L’heure est à l’autoapprentissage, au machine learning, c’est-à-dire la capacité d’une intelligence artificielle à apprendre de ses erreurs et à se corriger sans intervention humaine. Plusieurs éditeurs se sont spécialisés dans ce champ d’étude, quand d’autres l’exploitent à titre expérimental ou réfléchissent à s’y mettre. « Nous allons offrir dans les prochains mois et années une offre combinatoire entre la statistique et le machine learning, renseigne Stéphanie Duvault-Alexandre, senior business consultant chez Futurmaster. Nous travaillons sur de l’optimisation de la prévision pour estimer les quantités de promotions grâce au machine learning. Nous avions déjà un outil de simulation mais qui était davantage fondé sur des moyennes (les opérations précédentes étant confrontées aux caractéristiques similaires de la nouvelle opération). Dans le futur, avec le machine learning, c’est le moteur qui va faire le regroupement des promotions sur la base de différentes variables et déterminer celles qui influencent véritablement ces promotions. Nos clients utilisent beaucoup de critères et nous nous rendons compte que, sur une vingtaine de variables utilisées, il n’y en a que quatre ou cinq vraiment pertinentes pour leur activité. » Futurmaster ne compte pas s’arrêter à cette seule application. « Plus nous avançons, plus le machine learning va être intégré dans la prévision globale, et pas uniquement la prévision de promotion, mais aussi sur les lancements, le budget, poursuit Stéphanie Duvault-Alexandre. Nous allons l’intégrer dans nos outils de planification, avec des algorithmes prédictifs pour améliorer la prise de décision. »

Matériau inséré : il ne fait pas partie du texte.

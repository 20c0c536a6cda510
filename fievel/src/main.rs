use colored::Colorize;
use fievel::commands::command_argument_builder;
use fievel::handle_crawl;

#[tokio::main]
async fn main() {
    if std::env::args_os().len() == 1 {
        println!("{}", "Running in default mode!".blue());
    }

    let matches = command_argument_builder().get_matches();

    if let Err(e) = handle_crawl(&matches).await {
        eprintln!("{} {:#}", "✗".red().bold(), e);
        eprintln!("Exiting...");
        std::process::exit(1);
    }
}
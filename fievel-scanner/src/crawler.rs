use crate::config::CrawlConfig;
use crate::error::{Result, ScanError};
use crate::fetch::{Fetcher, TlsFetcher};
use crate::model::{DepthRecord, VisitedIndex, WorkerResult};
use crate::worker::Worker;
use futures::future::join_all;
use std::collections::HashSet;
use std::sync::Arc;
use tracing::{debug, info};

/// Called with `(worker_id, address)` just before a worker fetches an address.
pub type ProgressCallback = Arc<dyn Fn(usize, String) + Send + Sync>;

/// Breadth-first crawler that runs one fork-join round of workers per depth level.
pub struct Crawler<F: Fetcher = TlsFetcher> {
    fetcher: Arc<F>,
    config: CrawlConfig,
    progress_callback: Option<ProgressCallback>,
}

impl Crawler<TlsFetcher> {
    pub fn new() -> Result<Self> {
        Self::with_config(CrawlConfig::default())
    }

    pub fn with_config(config: CrawlConfig) -> Result<Self> {
        let fetcher = TlsFetcher::from_config(&config)?;
        Ok(Self {
            fetcher: Arc::new(fetcher),
            config,
            progress_callback: None,
        })
    }
}

impl<F: Fetcher> Crawler<F> {
    pub fn with_fetcher(fetcher: F) -> Self {
        Self {
            fetcher: Arc::new(fetcher),
            config: CrawlConfig::default(),
            progress_callback: None,
        }
    }

    pub fn with_max_depth(mut self, depth: usize) -> Self {
        self.config = self.config.with_max_depth(depth);
        self
    }

    pub fn with_workers(mut self, workers: usize) -> Self {
        self.config = self.config.with_workers(workers);
        self
    }

    pub fn with_verbose(mut self, verbose: bool) -> Self {
        self.config = self.config.with_verbose(verbose);
        self
    }

    pub fn with_progress_callback(mut self, callback: ProgressCallback) -> Self {
        self.progress_callback = Some(callback);
        self
    }

    pub fn config(&self) -> &CrawlConfig {
        &self.config
    }

    /// Crawl outward from `seed` and return one visited record per depth reached.
    ///
    /// The crawl stops when the next frontier lies beyond `max_depth` or is empty. Nothing in
    /// here fails: bad addresses, failed fetches and crashed workers are logged and skipped.
    pub async fn crawl(&self, seed: &str) -> Vec<DepthRecord> {
        info!(
            "Starting crawl of {} with {} workers (max depth {})",
            seed, self.config.workers, self.config.max_depth
        );

        let mut index = Arc::new(VisitedIndex::new());
        let mut frontier = DepthRecord::new(0, vec![seed.to_string()]);

        while frontier.depth <= self.config.max_depth && !frontier.is_empty() {
            if frontier.depth != 0 {
                info!("Crawling at a depth of : {}", frontier.depth);
            }

            let results = self.dispatch(&frontier, &index).await;
            let (visited, next) = merge(frontier.depth, results);
            debug!(
                "Depth {} finished: {} visited, {} queued for depth {}",
                visited.depth,
                visited.len(),
                next.len(),
                next.depth
            );

            // Every worker of the round has been joined, so nobody else holds the index.
            Arc::make_mut(&mut index).push(visited);
            frontier = next;
        }

        if !frontier.is_empty() {
            debug!(
                "Discarding {} addresses at depth {} (max depth {})",
                frontier.len(),
                frontier.depth,
                self.config.max_depth
            );
        }

        let records = Arc::unwrap_or_clone(index).into_records();
        info!(
            "Crawl complete. Visited {} pages across {} depths",
            records.iter().map(DepthRecord::len).sum::<usize>(),
            records.len()
        );
        records
    }

    /// Spawn one worker per batch and wait for all of them before returning.
    async fn dispatch(&self, frontier: &DepthRecord, index: &Arc<VisitedIndex>) -> Vec<WorkerResult> {
        let batches: Vec<Vec<String>> = if frontier.len() == 1 {
            vec![frontier.addresses.clone()]
        } else {
            partition(&frontier.addresses, self.config.workers)
                .into_iter()
                .map(<[String]>::to_vec)
                .collect()
        };

        let mut handles = Vec::with_capacity(batches.len());
        for (worker_id, batch) in batches.into_iter().enumerate() {
            if batch.is_empty() {
                continue;
            }
            debug!("Dispatching {} addresses to worker {}", batch.len(), worker_id);
            let worker = Worker::new(worker_id, batch, index.clone(), self.fetcher.clone())
                .with_verbose(self.config.verbose)
                .with_progress_callback(self.progress_callback.clone());
            handles.push(tokio::spawn(worker.run()));
        }

        let mut results = Vec::with_capacity(handles.len());
        for outcome in join_all(handles).await {
            match outcome {
                Ok(result) => results.push(result),
                Err(e) => {
                    let err = ScanError::from(e);
                    diagnostic!(self.config.verbose, "A worker unexpectedly failed: {}", err);
                }
            }
        }
        results
    }
}

/// Split `items` into exactly `workers` contiguous batches.
///
/// Every batch holds `len / workers` items except the last, which runs to the end of the
/// slice. When there are fewer items than workers the leading batches are empty.
pub fn partition<T>(items: &[T], workers: usize) -> Vec<&[T]> {
    let workers = workers.max(1);
    let split = items.len() / workers;

    (0..workers)
        .map(|i| {
            let start = split * i;
            let end = if i == workers - 1 { items.len() } else { split * (i + 1) };
            &items[start..end]
        })
        .collect()
}

/// Drop repeated addresses, keeping the first occurrence of each.
pub fn dedup(addresses: Vec<String>) -> Vec<String> {
    let mut seen = HashSet::with_capacity(addresses.len());
    addresses
        .into_iter()
        .filter(|address| seen.insert(address.clone()))
        .collect()
}

/// Fold a round's worker results into the visited record for `depth` and the next frontier.
fn merge(depth: usize, results: Vec<WorkerResult>) -> (DepthRecord, DepthRecord) {
    let mut visited = Vec::new();
    let mut discovered = Vec::new();
    for result in results {
        visited.extend(result.visited);
        discovered.extend(result.discovered);
    }

    (
        DepthRecord::new(depth, dedup(visited)),
        DepthRecord::new(depth + 1, dedup(discovered)),
    )
}
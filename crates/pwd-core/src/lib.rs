//! # pwd core
//!
//! Argon2id password hashing with a self-describing encoded hash and
//! constant-time verification.
//!
//! ## Architecture
//!
//! - **config**: the five tuning parameters, normalization and a shared store
//! - **global**: process-wide parameter set for singleton-style callers
//! - **codec**: the `$argon2id$v=19$m=..,t=..,p=..$salt$key` string
//! - **hasher**: hash and verify
//! - **crypto**: Argon2id derivation, salt generation, constant-time compare
//!
//! ## Example
//!
//! ```
//! use pwd_core::{hash_password, verify_password, Argon2Parameters};
//!
//! let params = Argon2Parameters {
//!     memory_kib: 1024,
//!     ..Argon2Parameters::default()
//! };
//! let encoded = hash_password(b"hunter2", &params).unwrap();
//!
//! assert!(verify_password(b"hunter2", &encoded).unwrap());
//! assert!(!verify_password(b"hunter3", &encoded).unwrap());
//! ```

pub mod codec;
pub mod config;
pub mod crypto;
pub mod error;
pub mod fs;
pub mod global;
pub mod hasher;

pub use codec::{decode_hash, CostParameters, EncodedHash};
pub use config::{normalize, Argon2Parameters, ParameterStore};
pub use crypto::ARGON2_VERSION;
pub use error::{PwdError, Result};
pub use hasher::{
    hash_password, hash_password_with_source, verify_password, verify_password_with_limit,
};

/// Core version information
pub const VERSION: &str = env!("CARGO_PKG_VERSION");

#[cfg(test)]
mod tests {
    use super::*;

    #[test]
    fn test_version() {
        assert!(!VERSION.is_empty());
    }
}
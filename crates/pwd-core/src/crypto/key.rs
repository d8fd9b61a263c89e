//! Key derivation using Argon2id.
//!
//! This is the only place that talks to the `argon2` crate. Everything above
//! it works with plain cost parameters and byte slices.

use argon2::{Algorithm, Argon2, Params, Version};
use zeroize::Zeroizing;

use crate::crypto::ct::constant_time_eq;
use crate::error::{PwdError, Result};

/// Argon2 revision implemented by the primitive (0x13).
pub const ARGON2_VERSION: u32 = 19;

/// A key derived from a password.
///
/// The key bytes are zeroized from memory when dropped.
#[derive(Clone)]
pub struct DerivedKey {
    key: Zeroizing<Vec<u8>>,
}

impl DerivedKey {
    /// Get a reference to the raw key bytes.
    ///
    /// # Security
    ///
    /// Avoid storing or logging this value outside the encoded hash.
    pub fn as_bytes(&self) -> &[u8] {
        &self.key
    }

    /// Length of the key in bytes.
    pub fn len(&self) -> usize {
        self.key.len()
    }

    /// Whether the key holds no bytes.
    pub fn is_empty(&self) -> bool {
        self.key.is_empty()
    }

    /// Compare against `expected` in constant time.
    pub fn ct_eq(&self, expected: &[u8]) -> bool {
        constant_time_eq(&self.key, expected)
    }
}

impl std::fmt::Debug for DerivedKey {
    fn fmt(&self, f: &mut std::fmt::Formatter<'_>) -> std::fmt::Result {
        f.debug_struct("DerivedKey")
            .field("len", &self.key.len())
            .field("key", &"[REDACTED]")
            .finish()
    }
}

/// Derive `output_len` bytes from `password` and `salt` using Argon2id.
///
/// Deterministic for fixed inputs. The call is memory-hard and blocks for the
/// whole derivation; it cannot be interrupted once started.
///
/// # Errors
///
/// Returns `PwdError::Derivation` when the primitive rejects the inputs, for
/// example memory below 8 KiB per lane, a salt shorter than 8 bytes, or an
/// output shorter than 4 bytes.
///
/// # Examples
///
/// ```
/// use pwd_core::crypto::derive_key;
///
/// let key = derive_key(b"password", b"unique-salt-1234", 1, 64, 1, 32).unwrap();
/// assert_eq!(key.len(), 32);
/// ```
pub fn derive_key(
    password: &[u8],
    salt: &[u8],
    iterations: u32,
    memory_kib: u32,
    parallelism: u8,
    output_len: usize,
) -> Result<DerivedKey> {
    let params = Params::new(
        memory_kib,
        iterations,
        u32::from(parallelism),
        Some(output_len),
    )
    .map_err(|e| PwdError::Derivation(format!("Invalid Argon2 params: {}", e)))?;

    let argon2 = Argon2::new(Algorithm::Argon2id, Version::V0x13, params);

    let mut key = Zeroizing::new(vec![0u8; output_len]);
    argon2
        .hash_password_into(password, salt, &mut key)
        .map_err(|e| PwdError::Derivation(format!("Key derivation failed: {}", e)))?;

    Ok(DerivedKey { key })
}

Acteos, dans sa suite progicielle SCM 4.0, intègre lui aussi nativement dans son moteur de prévisions des éléments d’auto-apprentissage qui influent sur l’ensemble de ses briques applicatives. « Notre moteur choisit automatiquement les modèles de prévisions qui sont adaptés aux typologies des produits (produits saisonniers, erratiques, sporadiques, séries temporelles etc.) et est capable de les classifier automatiquement, affirme Christian Zelle, chef de produit forecasting and procurement system chez Acteos. Aucun humain ne pourrait comparer autant de possibilités manuellement. Les personnes qui utilisent ce système ont la certitude que ce moteur a fait de son mieux : parmi tous les paramétrages possibles, il a choisi la méthode qui minimise l’erreur de prévision. C’est quelque chose qui rassure les utilisateurs. Le seul cas où une intervention manuelle du client est nécessaire, c’est lorsqu’il dispose d’une information supplémentaire, non détenue par le moteur. » Bien qu’il faille faire attention à l’emploi parfois faussé de la mention « machine learning », qui se retrouve à des fins marketings sur des plaquettes commerciales de produits réalisant seulement une automatisation sans algorithmes auto-apprenants, ce champ d’étude augure des avancées considérables sur le pan de l’intelligence artificielle au service des statistiques.